# The problem
Copy the listing exactly. Omit nothing.

# Data supplied
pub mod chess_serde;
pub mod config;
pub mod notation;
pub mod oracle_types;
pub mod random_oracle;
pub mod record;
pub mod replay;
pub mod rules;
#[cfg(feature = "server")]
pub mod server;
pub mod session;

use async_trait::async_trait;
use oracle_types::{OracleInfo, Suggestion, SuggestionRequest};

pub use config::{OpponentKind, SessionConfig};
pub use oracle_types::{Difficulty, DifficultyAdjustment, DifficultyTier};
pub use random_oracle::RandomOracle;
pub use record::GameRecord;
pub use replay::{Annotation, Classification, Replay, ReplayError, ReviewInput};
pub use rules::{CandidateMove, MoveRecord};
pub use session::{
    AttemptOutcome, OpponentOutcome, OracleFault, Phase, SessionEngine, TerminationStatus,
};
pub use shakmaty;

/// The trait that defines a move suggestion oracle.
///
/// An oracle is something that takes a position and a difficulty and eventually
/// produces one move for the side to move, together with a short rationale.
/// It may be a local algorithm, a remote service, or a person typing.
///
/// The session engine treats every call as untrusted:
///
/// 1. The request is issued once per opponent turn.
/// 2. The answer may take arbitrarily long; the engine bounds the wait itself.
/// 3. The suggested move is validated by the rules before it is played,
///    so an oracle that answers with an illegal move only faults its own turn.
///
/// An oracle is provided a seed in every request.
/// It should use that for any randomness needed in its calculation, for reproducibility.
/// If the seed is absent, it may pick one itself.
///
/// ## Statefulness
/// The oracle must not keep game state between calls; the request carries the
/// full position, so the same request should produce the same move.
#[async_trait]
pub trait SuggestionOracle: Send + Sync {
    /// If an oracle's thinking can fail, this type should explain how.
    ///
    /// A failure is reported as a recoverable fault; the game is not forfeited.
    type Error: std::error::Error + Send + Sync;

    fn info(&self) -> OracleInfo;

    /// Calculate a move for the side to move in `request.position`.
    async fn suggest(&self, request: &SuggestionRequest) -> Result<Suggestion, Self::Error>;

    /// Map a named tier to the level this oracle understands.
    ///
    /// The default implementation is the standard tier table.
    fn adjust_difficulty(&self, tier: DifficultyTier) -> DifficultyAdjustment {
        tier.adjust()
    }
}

# Written response
pub mod chess_serde;
pub mod config;
pub mod notation;
pub mod oracle_types;
pub mod random_oracle;
pub mod record;
pub mod replay;
pub mod rules;
#[cfg(feature = "server")]
pub mod server;
pub mod session;

use async_trait::async_trait;
use oracle_types::{OracleInfo, Suggestion, SuggestionRequest};

pub use config::{OpponentKind, SessionConfig};
pub use oracle_types::{Difficulty, DifficultyAdjustment, DifficultyTier};
pub use random_oracle::RandomOracle;
pub use record::GameRecord;
pub use replay::{Annotation, Classification, Replay, ReplayError, ReviewInput};
pub use rules::{CandidateMove, MoveRecord};
pub use session::{
    AttemptOutcome, OpponentOutcome, OracleFault, Phase, SessionEngine, TerminationStatus,
};
pub use shakmaty;

/// The trait that defines a move suggestion oracle.
///
/// An oracle is something that takes a position and a difficulty and eventually
/// produces one move for the side to move, together with a short rationale.
/// It may be a local algorithm, a remote service, or a person typing.
///
/// The session engine treats every call as untrusted:
///
/// 1. The request is issued once per opponent turn.
/// 2. The answer may take arbitrarily long; the engine bounds the wait itself.
/// 3. The suggested move is validated by the rules before it is played,
///    so an oracle that answers with an illegal move only faults its own turn.
///
/// An oracle is provided a seed in every request.
/// It should use that for any randomness needed in its calculation, for reproducibility.
/// If the seed is absent, it may pick one itself.
///
/// ## Statefulness
/// The oracle must not keep game state between calls; the request carries the
/// full position, so the same request should produce the same move.
#[async_trait]
pub trait SuggestionOracle: Send + Sync {
    /// If an oracle's thinking can fail, this type should explain how.
    ///
    /// A failure is reported as a recoverable fault; the game is not forfeited.
    type Error: std::error::Error + Send + Sync;

    fn info(&self) -> OracleInfo;

    /// Calculate a move for the side to move in `request.position`.
    async fn suggest(&self, request: &SuggestionRequest) -> Result<Suggestion, Self::Error>;

    /// Map a named tier to the level this oracle understands.
    ///
    /// The default implementation is the standard tier table.
    fn adjust_difficulty(&self, tier: DifficultyTier) -> DifficultyAdjustment {
        tier.adjust()
    }
}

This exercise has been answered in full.